Object sets used for training and testing. Both training and the test set easy include 15 objects while the test set hard has 20 objects. Objects were curated so that they were graspable by the Robotiq 2F-85 parallel jaw gripper from any configuration and visible to the Occipital Structure Sensor

Fig. 10
figure 10

Transparent object sets used for training and testing. The Training set includes 15 objects and the testing set includes 10 objects. Objects were curated so that they were graspable by the Robotiq 2F-85 parallel jaw gripper from any configuration

8 Conclusions and limitations

Our main contribution is to recognize that planar grasp detection is \(\textrm{SE}(2)\)-equivariant and to leverage this structure using an \(\textrm{SO}(2)\)-equivariant model architecture. This model is significantly more sample efficient than other grasp-learning methods and can learn a good grasp function with less than 600 grasp samples. This increase in sample efficiency enables us to learn to grasp on a physical robotic system in a practical amount of time (approximately and hour and a half) without relying on any sort of pretraining or semi-supervised learning. Training completely on physical systems is important for two main reasons. First, it eliminates the need to train in simulation, thereby avoiding the sim2real gap. Second, it enables our system to adapt to changes or idiosyncrasies of the robot hardware or the physical environment that would be hard to simulate.

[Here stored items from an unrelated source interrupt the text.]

impl<H: RtspHandler> RtspServer<H> {
    /// Create a new server with the given configuration and handler
    pub fn new(config: ServerConfig, handler: H) -> Result<Self> {
        config.validate()?;

        let connection_semaphore = if config.max_connections > 0 {
            Some(Arc::new(Semaphore::new(config.max_connections)))
        } else {
            None
        };

        Ok(Self {
            config,
            handler: Arc::new(handler),
            registry: Arc::new(ClientRegistry::new()),
            default_vhost: Arc::new(VirtualHost::default()),
            stats: Arc::new(ServerStats::new()),
            next_client_id: AtomicU64::new(1),
            connection_semaphore,
            bound_addr: OnceLock::new(),
        })
    }

    /// Registry of live clients
    pub fn registry(&self) -> &Arc<ClientRegistry> {
        &self.registry
    }

    /// Virtual host new connections are admitted under
    pub fn default_vhost(&self) -> &Arc<VirtualHost> {
        &self.default_vhost
    }

    /// Connection counters
    pub fn stats(&self) -> &Arc<ServerStats> {
        &self.stats
    }

    /// Address of the TCP control listener: the OS-assigned address once
    /// the listener is up, the configured one before that. Binding to
    /// port 0 and reading this back gives tests a collision-free port.
    pub fn bind_addr(&self) -> SocketAddr {
        self.bound_addr
            .get()
            .copied()
            .unwrap_or(self.config.bind_addr)
    }

    /// Run the server
    ///
    /// This method blocks until the listener fails to bind; accept errors
    /// are logged and absorbed.
    pub async fn run(&self) -> Result<()> {
        let listener = TcpListener::bind(self.config.bind_addr).await?;
        let _ = self.bound_addr.set(listener.local_addr()?);
        tracing::info!(addr = %self.bind_addr(), "RTSP server listening");

        #[cfg(feature = "sctp")]
        if let Some(sctp_addr) = self.config.sctp_bind_addr {
            let sctp_listener = crate::transport::sctp::SctpListener::bind(sctp_addr)?;
            tracing::info!(addr = %sctp_addr, "RTSP SCTP listener bound");

            tokio::select! {
                result = self.accept_loop(&listener) => return result,
                result = self.sctp_accept_loop(&sctp_listener) => return result,
            }
        }

        self.accept_loop(&listener).await
    }

    /// Run the server with graceful shutdown
    ///
    /// When `shutdown` completes, every live client is asked to stop and
    /// tears itself down on its own task.
    pub async fn run_until<F>(&self, shutdown: F) -> Result<()>
    where
        F: std::future::Future<Output = ()>,
    {
        tokio::select! {
            _ = shutdown => {
                tracing::info!("Shutdown signal received");
                self.shutdown();
                Ok(())
            }
            result = self.run() => result,
        }
    }

    /// Broadcast a loop stop to every live client
    pub fn shutdown(&self) {
        self.registry.shutdown();
    }

    async fn accept_loop(&self, listener: &TcpListener) -> Result<()> {
        loop {
            match listener.accept().await {
                Ok((socket, peer_addr)) => self.admit_tcp(socket, peer_addr),
                Err(e) => {
                    tracing::error!(error = %e, "Failed to accept connection");
                }
            }
        }
    }

    fn admit_tcp(&self, socket: TcpStream, peer_addr: SocketAddr) {
        let local_addr = match socket.local_addr() {
            Ok(addr) => addr,
            Err(e) => {
                tracing::error!(peer = %peer_addr, error = %e, "getsockname failed");
                return;
            }
        };

        let Ok(permit) = self.acquire_slot(peer_addr) else {
            return;
        };

        tracing::info!(
            fd = socket.as_raw_fd(),
            peer = %peer_addr,
            "Incoming connection accepted"
        );

        let (sink, out_rx) = OutboundSink::queued();
        self.spawn_client(
            TransportKind::Tcp,
            local_addr,
            peer_addr,
            sink,
            ClientTransport::Tcp {
                stream: socket,
                out_rx,
            },
            permit,
        );
    }

    #[cfg(feature = "sctp")]
    async fn sctp_accept_loop(
        &self,
        listener: &crate::transport::sctp::SctpListener,
    ) -> Result<()> {
        loop {
            match listener.accept().await {
                Ok((socket, peer_addr)) => self.admit_sctp(socket, peer_addr),
                Err(e) => {
                    tracing::error!(error = %e, "Failed to accept SCTP association");
                }
            }
        }
    }

    #[cfg(feature = "sctp")]
    fn admit_sctp(&self, socket: crate::transport::sctp::SctpSocket, peer_addr: SocketAddr) {
        use crate::error::Error;

        // The listener fixes the protocol, but ask the kernel what the
        // accepted socket actually speaks and reject anything else rather
        // than admit a client with no usable write strategy.
        match socket.protocol() {
            Ok(proto) if proto == Some(socket2::Protocol::from(libc::IPPROTO_SCTP)) => {}
            Ok(proto) => {
                let raw: i32 = proto.map(Into::into).unwrap_or(-1);
                tracing::error!(
                    peer = %peer_addr,
                    error = %Error::UnknownProtocol(raw),
                    "Rejecting connection"
                );
                return;
            }
            Err(e) => {
                tracing::error!(peer = %peer_addr, error = %e, "getsockopt failed");
                return;
            }
        }

        let local_addr = match socket.local_addr() {
            Ok(addr) => addr,
            Err(e) => {
                tracing::error!(peer = %peer_addr, error = %e, "getsockname failed");
                return;
            }
        };

        let Ok(permit) = self.acquire_slot(peer_addr) else {
            return;
        };

        tracing::info!(
            fd = socket.as_raw_fd(),
            peer = %peer_addr,
            "Incoming connection accepted"
        );

        let socket = Arc::new(socket);
        let sink = OutboundSink::Sctp(socket.clone());
        self.spawn_client(
            TransportKind::Sctp,
            local_addr,
            peer_addr,
            sink,
            ClientTransport::Sctp { socket },
            permit,
        );
    }

    /// Claim a connection slot, or refuse the connection
    fn acquire_slot(
        &self,
        peer_addr: SocketAddr,
    ) -> std::result::Result<Option<OwnedSemaphorePermit>, ()> {
        match &self.connection_semaphore {
            Some(sem) => match sem.clone().try_acquire_owned() {
                Ok(permit) => Ok(Some(permit)),
                Err(_) => {
                    tracing::warn!(peer = %peer_addr, "Connection rejected: limit reached");
                    Err(())
                }
            },
            None => Ok(None),
        }
    }

    fn spawn_client(
        &self,
        transport_kind: TransportKind,
        local_addr: SocketAddr,
        peer_addr: SocketAddr,
        sink: OutboundSink,
        transport: ClientTransport,
        permit: Option<OwnedSemaphorePermit>,
    ) {
        let id = ClientId::new(self.next_client_id.fetch_add(1, Ordering::Relaxed));
        let (stop_tx, stop_rx) = watch::channel(false);
        let handle = ClientHandle::new(id, stop_tx, sink);

        let ctx = ClientContext::new(
            id,
            transport_kind,
            local_addr,
            peer_addr,
            self.default_vhost.clone(),
            handle,
            self.registry.clone(),
        );

        self.default_vhost.connection_opened();
        self.stats.connection_opened();

        let client = Client {
            ctx,
            transport,
            stop_rx,
            handler: self.handler.clone(),
            registry: self.registry.clone(),
            stats: self.stats.clone(),
            config: self.config.clone(),
            permit,
        };

        tokio::spawn(client.run());
    }
}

A key limitation in both simulation and the real world is that despite the fast learning rate, grasp success rates (after training) still seems to be limited to the low/mid \(90\%\) for opaque object and \(80\%\) for transparent objects. This is the same success rate seen in with other grasp detection methods  (Mahler et al., 2017; ten Pas et al., 2017b; Mousavian et al., 2019), but it is disappointing here because one might expect faster adaptation to lead ultimately to better grasp performance. This could simply be an indication of the complexity of the grasp function to be learned or it could be a result of stochasticity in the simulator and on the real robot. Another limitation of our work is that it is limited to an open-loop control setting where the model infers only a goal pose. Nevertheless, we expect that the equivariant model structure leverage in this paper would also be useful in the closed loop setting, as suggested by the results of  Wang et al. (2022).